Bir kez daha bütün halklarımıza duyuruyoruz; adaylarımızı sandık kurarak halkın iradesiyle belirleyeceğiz. Yerel yönetimleri güçlendireceğiz. Doğrudan demokrasinin bütün yollarını kullanarak, halklarımızın kentleri ve yaşam alanlarıyla ilgili karar verme imkanlarını daha güçlü bir şekilde temsil edeceğiz. Bunun için izleyeceğimiz yol ve yöntemle ilgili çeşitli çalışmalar yürütüyoruz. 11-12 Kasım’da Ankara’da yerel yönetimler konferansımız gerçekleştireceğiz. Haklarımız ile yaptığımız toplantılarda ve çalışmalarda ortaya çıkan irade tam olarak buydu. Kayyımlara feleğin tokadını vuracağız. Bunun için gece gündüz demeden çalışmak zorundayız. Halkımızın iradesini gasp edenlere karşı bunu bir onur mücadelesi ve yaşam hakkı mücadelesi olarak göreceğiz.

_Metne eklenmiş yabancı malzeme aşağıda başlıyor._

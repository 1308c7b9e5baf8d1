//! Parsing of Anthropic rate-limit response headers
//!
//! Header names follow the pattern
//! `anthropic-ratelimit-{requests,input-tokens,output-tokens}-{limit,remaining,reset}`.
//! The reset value is an RFC 3339 timestamp; it is converted to a
//! relative wait so the pool can work in monotonic time.

use std::str::FromStr;
use std::time::Duration;

use http::HeaderMap;

/// Authoritative rate-limit state for one dimension
#[derive(Debug, Clone, Copy, PartialEq, Eq)]
pub struct AxisSnapshot {
    pub limit: u64,
    pub remaining: u64,
    /// Time until the window resets; `None` when the header was absent
    /// or already in the past
    pub reset_in: Option<Duration>,
}

/// Everything the backend told us about the selected credential
#[derive(Debug, Default, Clone, Copy, PartialEq, Eq)]
pub struct RateLimitSnapshot {
    pub requests: Option<AxisSnapshot>,
    pub input_tokens: Option<AxisSnapshot>,
    pub output_tokens: Option<AxisSnapshot>,
    /// `Retry-After` in seconds, when present
    pub retry_after: Option<Duration>,
}

impl RateLimitSnapshot {
    /// Extract the snapshot from response headers
    pub fn from_headers(headers: &HeaderMap) -> Self {
        Self {
            requests: parse_axis(headers, "requests"),
            input_tokens: parse_axis(headers, "input-tokens"),
            output_tokens: parse_axis(headers, "output-tokens"),
            retry_after: parse_u64(headers, "retry-after").map(Duration::from_secs),
        }
    }

    /// Whether any authoritative axis was present
    pub const fn has_limits(&self) -> bool {
        self.requests.is_some() || self.input_tokens.is_some() || self.output_tokens.is_some()
    }
}

fn parse_axis(headers: &HeaderMap, axis: &str) -> Option<AxisSnapshot> {
    let limit = parse_u64(headers, &format!("anthropic-ratelimit-{axis}-limit"))?;
    let remaining = parse_u64(headers, &format!("anthropic-ratelimit-{axis}-remaining"))?;
    let reset_in = headers
        .get(format!("anthropic-ratelimit-{axis}-reset"))
        .and_then(|v| v.to_str().ok())
        .and_then(|v| jiff::Timestamp::from_str(v).ok())
        .and_then(|reset| {
            let until = reset.duration_since(jiff::Timestamp::now());
            Duration::try_from(until).ok()
        });

    Some(AxisSnapshot {
        limit,
        remaining,
        reset_in,
    })
}

fn parse_u64(headers: &HeaderMap, name: &str) -> Option<u64> {
    headers
        .get(name)
        .and_then(|v| v.to_str().ok())
        .and_then(|v| v.trim().parse().ok())
}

Seçimlere kadar kimse evinde oturmasın

Bu vesile ile değerli haklarımıza seslenmek istiyorum; yerel seçimlere kadar kimse evinde oturmasın. Mahallemizde gitmedik, çalmadık kapı bırakmayalım. Sıkmadık el bırakmayalım. Seçim çalışmamızı an itibariyle başladığımızı ilan edelim. Sandık kurulu üyeliğinden tutalım da mahallerden köylere kadar her alanda çalışmak üzere partimize başvuralım ve görev üstlenelim. Belediyeler memleketi soyup soğana çeviren kayyımların değil, halkındır. Bizim evimizdir, sizin evinizdir. Biz evimize sahip çıkacağız. Evimize gelen hırsız ve gaspçıyı evimizden kovacağız. Kayyım icraatlarını dört kelime ile anlatacak olursak; gasp, yolsuzluk, borç ve asimilasyon çıkar. Kayyım bir darbe rejimidir. Bu nedenle bu sürece büyük bir hamle kararlık mücadele ruhu ile hazırlanacağız. Halkın iradesi gaspçılara karşı mutlaka kazanacak. Yerel yönetimlerdeki işgalci kayyımlar ve patronlar kaybedecek."